> WHAT TO DO: Everything in the listing below needs to be returned word for word.

> AVAILABLE RECORDS:
────────────────────

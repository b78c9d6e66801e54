pub mod dispatcher;
pub mod error;
pub mod outcome;
pub mod pipeline;
pub mod routing;
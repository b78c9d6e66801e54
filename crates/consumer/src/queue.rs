//! Queue access.
//!
//! The consumer only needs two operations: receive at most one message (with
//! all of its attributes) and delete a message by receipt handle.

use std::collections::HashMap;

use anyhow::Context;
use async_trait::async_trait;
use aws_config::BehaviorVersion;
use aws_sdk_sqs::Client;
use aws_sdk_sqs::config::Region;
use aws_sdk_sqs::types::{Message, MessageAttributeValue};

use relay_common::config::QueueSettings;
use relay_common::types::{MessageAttribute, QueueMessage};

#[async_trait]
pub trait MessageQueue: Send + Sync {
    /// Wait (bounded) for at most one message.
    async fn receive(&self) -> anyhow::Result<Option<QueueMessage>>;

    /// Acknowledge a message so it is never redelivered.
    async fn delete(&self, receipt_handle: &str) -> anyhow::Result<()>;
}

/// AWS SQS queue resolved by name.
pub struct SqsQueue {
    client: Client,
    queue_url: String,
    wait_seconds: i32,
}

impl SqsQueue {
    /// Build a client for the configured region and resolve the queue URL.
    pub async fn connect(settings: &QueueSettings) -> anyhow::Result<Self> {
        let sdk_config = aws_config::defaults(BehaviorVersion::latest())
            .region(Region::new(settings.region.clone()))
            .load()
            .await;
        let client = Client::new(&sdk_config);

        let output = client
            .get_queue_url()
            .queue_name(&settings.queue_name)
            .send()
            .await
            .with_context(|| format!("failed to resolve queue {}", settings.queue_name))?;
        let queue_url = output
            .queue_url()
            .map(str::to_string)
            .with_context(|| format!("queue {} has no URL", settings.queue_name))?;

        tracing::info!(queue = %settings.queue_name, url = %queue_url, "Resolved queue");

        Ok(Self {
            client,
            queue_url,
            wait_seconds: settings.wait_seconds,
        })
    }
}

#[async_trait]
impl MessageQueue for SqsQueue {
    async fn receive(&self) -> anyhow::Result<Option<QueueMessage>> {
        let output = self
            .client
            .receive_message()
            .queue_url(&self.queue_url)
            .max_number_of_messages(1)
            .wait_time_seconds(self.wait_seconds)
            .message_attribute_names("All")
            .send()
            .await
            .context("receive_message failed")?;

        output.messages().first().map(convert_message).transpose()
    }

    async fn delete(&self, receipt_handle: &str) -> anyhow::Result<()> {
        self.client
            .delete_message()
            .queue_url(&self.queue_url)
            .receipt_handle(receipt_handle)
            .send()
            .await
            .context("delete_message failed")?;
        Ok(())
    }
}

fn convert_message(message: &Message) -> anyhow::Result<QueueMessage> {
    let receipt_handle = message
        .receipt_handle()
        .context("received a message without a receipt handle")?
        .to_string();

    Ok(QueueMessage {
        message_id: message.message_id().map(str::to_string),
        body: message.body().unwrap_or_default().to_string(),
        attributes: message.message_attributes().map(convert_attributes),
        receipt_handle,
    })
}

fn convert_attributes(
    attributes: &HashMap<String, MessageAttributeValue>,
) -> HashMap<String, MessageAttribute> {
    attributes
        .iter()
        .map(|(name, value)| {
            (
                name.clone(),
                MessageAttribute {
                    data_type: value.data_type().to_string(),
                    string_value: value.string_value().map(str::to_string),
                },
            )
        })
        .collect()
}

#[cfg(test)]
mod tests {
    use super::*;

    fn attribute(value: &str) -> MessageAttributeValue {
        MessageAttributeValue::builder()
            .data_type("String")
            .string_value(value)
            .build()
            .unwrap()
    }

    #[test]
    fn test_convert_message_with_attributes() {
        let message = Message::builder()
            .message_id("m-1")
            .receipt_handle("rh-1")
            .body(r#"{"userEmail":"a@x.com"}"#)
            .message_attributes("event", attribute("incident"))
            .message_attributes("method", attribute("POST"))
            .build();

        let converted = convert_message(&message).unwrap();
        assert_eq!(converted.message_id.as_deref(), Some("m-1"));
        assert_eq!(converted.receipt_handle, "rh-1");
        assert_eq!(converted.body, r#"{"userEmail":"a@x.com"}"#);

        let attributes = converted.attributes.unwrap();
        assert_eq!(attributes.len(), 2);
        assert_eq!(attributes["event"], MessageAttribute::string("incident"));
        assert_eq!(attributes["method"].string_value.as_deref(), Some("POST"));
    }

    #[test]
    fn test_convert_message_without_attributes() {
        let message = Message::builder().receipt_handle("rh-2").body("{}").build();

        let converted = convert_message(&message).unwrap();
        assert!(converted.attributes.is_none());
        assert!(converted.message_id.is_none());
    }

    #[test]
    fn test_convert_message_requires_receipt_handle() {
        let message = Message::builder().body("{}").build();
        assert!(convert_message(&message).is_err());
    }
}
use thiserror::Error;

/// Startup configuration failures. Always fatal: the consumer never enters
/// its loop with an incomplete configuration.
#[derive(Debug, Error)]
pub enum ConfigError {
    #[error("Required environment variables are missing: {}", .0.join(", "))]
    Missing(Vec<&'static str>),

    #[error("{name} must be a valid {expected}, got {value:?}")]
    Invalid {
        name: &'static str,
        expected: &'static str,
        value: String,
    },
}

────────────────────

> FINAL ANSWER:
repository b78c9d6e66801e54
pub mod dispatcher;
pub mod error;
pub mod outcome;
pub mod pipeline;
pub mod routing;
repository b78c9d6e66801e54
filename crates/consumer/src/queue.rs
//! Queue access.
//!
//! The consumer only needs two operations: receive at most one message (with
//! all of its attributes) and delete a message by receipt handle.

use std::collections::HashMap;

use anyhow::Context;
use async_trait::async_trait;
use aws_config::BehaviorVersion;
use aws_sdk_sqs::Client;
use aws_sdk_sqs::config::Region;
use aws_sdk_sqs::types::{Message, MessageAttributeValue};

use relay_common::config::QueueSettings;
use relay_common::types::{MessageAttribute, QueueMessage};

#[async_trait]
pub trait MessageQueue: Send + Sync {
    /// Wait (bounded) for at most one message.
    async fn receive(&self) -> anyhow::Result<Option<QueueMessage>>;

    /// Acknowledge a message so it is never redelivered.
    async fn delete(&self, receipt_handle: &str) -> anyhow::Result<()>;
}

/// AWS SQS queue resolved by name.
pub struct SqsQueue {
    client: Client,
    queue_url: String,
    wait_seconds: i32,
}

impl SqsQueue {
    /// Build a client for the configured region and resolve the queue URL.
    pub async fn connect(settings: &QueueSettings) -> anyhow::Result<Self> {
        let sdk_config = aws_config::defaults(BehaviorVersion::latest())
            .region(Region::new(settings.region.clone()))
            .load()
            .await;
        let client = Client::new(&sdk_config);

        let output = client
            .get_queue_url()
            .queue_name(&settings.queue_name)
            .send()
            .await
            .with_context(|| format!("failed to resolve queue {}", settings.queue_name))?;
        let queue_url = output
            .queue_url()
            .map(str::to_string)
            .with_context(|| format!("queue {} has no URL", settings.queue_name))?;

        tracing::info!(queue = %settings.queue_name, url = %queue_url, "Resolved queue");

        Ok(Self {
            client,
            queue_url,
            wait_seconds: settings.wait_seconds,
        })
    }
}

#[async_trait]
impl MessageQueue for SqsQueue {
    async fn receive(&self) -> anyhow::Result<Option<QueueMessage>> {
        let output = self
            .client
            .receive_message()
            .queue_url(&self.queue_url)
            .max_number_of_messages(1)
            .wait_time_seconds(self.wait_seconds)
            .message_attribute_names("All")
            .send()
            .await
            .context("receive_message failed")?;

        output.messages().first().map(convert_message).transpose()
    }

    async fn delete(&self, receipt_handle: &str) -> anyhow::Result<()> {
        self.client
            .delete_message()
            .queue_url(&self.queue_url)
            .receipt_handle(receipt_handle)
            .send()
            .await
            .context("delete_message failed")?;
        Ok(())
    }
}

fn convert_message(message: &Message) -> anyhow::Result<QueueMessage> {
    let receipt_handle = message
        .receipt_handle()
        .context("received a message without a receipt handle")?
        .to_string();

    Ok(QueueMessage {
        message_id: message.message_id().map(str::to_string),
        body: message.body().unwrap_or_default().to_string(),
        attributes: message.message_attributes().map(convert_attributes),
        receipt_handle,
    })
}

fn convert_attributes(
    attributes: &HashMap<String, MessageAttributeValue>,
) -> HashMap<String, MessageAttribute> {
    attributes
        .iter()
        .map(|(name, value)| {
            (
                name.clone(),
                MessageAttribute {
                    data_type: value.data_type().to_string(),
                    string_value: value.string_value().map(str::to_string),
                },
            )
        })
        .collect()
}

#[cfg(test)]
mod tests {
    use super::*;

    fn attribute(value: &str) -> MessageAttributeValue {
        MessageAttributeValue::builder()
            .data_type("String")
            .string_value(value)
            .build()
            .unwrap()
    }

    #[test]
    fn test_convert_message_with_attributes() {
        let message = Message::builder()
            .message_id("m-1")
            .receipt_handle("rh-1")
            .body(r#"{"userEmail":"a@x.com"}"#)
            .message_attributes("event", attribute("incident"))
            .message_attributes("method", attribute("POST"))
            .build();

        let converted = convert_message(&message).unwrap();
        assert_eq!(converted.message_id.as_deref(), Some("m-1"));
        assert_eq!(converted.receipt_handle, "rh-1");
        assert_eq!(converted.body, r#"{"userEmail":"a@x.com"}"#);

        let attributes = converted.attributes.unwrap();
        assert_eq!(attributes.len(), 2);
        assert_eq!(attributes["event"], MessageAttribute::string("incident"));
        assert_eq!(attributes["method"].string_value.as_deref(), Some("POST"));
    }

    #[test]
    fn test_convert_message_without_attributes() {
        let message = Message::builder().receipt_handle("rh-2").body("{}").build();

        let converted = convert_message(&message).unwrap();
        assert!(converted.attributes.is_none());
        assert!(converted.message_id.is_none());
    }

    #[test]
    fn test_convert_message_requires_receipt_handle() {
        let message = Message::builder().body("{}").build();
        assert!(convert_message(&message).is_err());
    }
}
use thiserror::Error;

/// Startup configuration failures. Always fatal: the consumer never enters
/// its loop with an incomplete configuration.
#[derive(Debug, Error)]
pub enum ConfigError {
    #[error("Required environment variables are missing: {}", .0.join(", "))]
    Missing(Vec<&'static str>),

    #[error("{name} must be a valid {expected}, got {value:?}")]
    Invalid {
        name: &'static str,
        expected: &'static str,
        value: String,
    },
}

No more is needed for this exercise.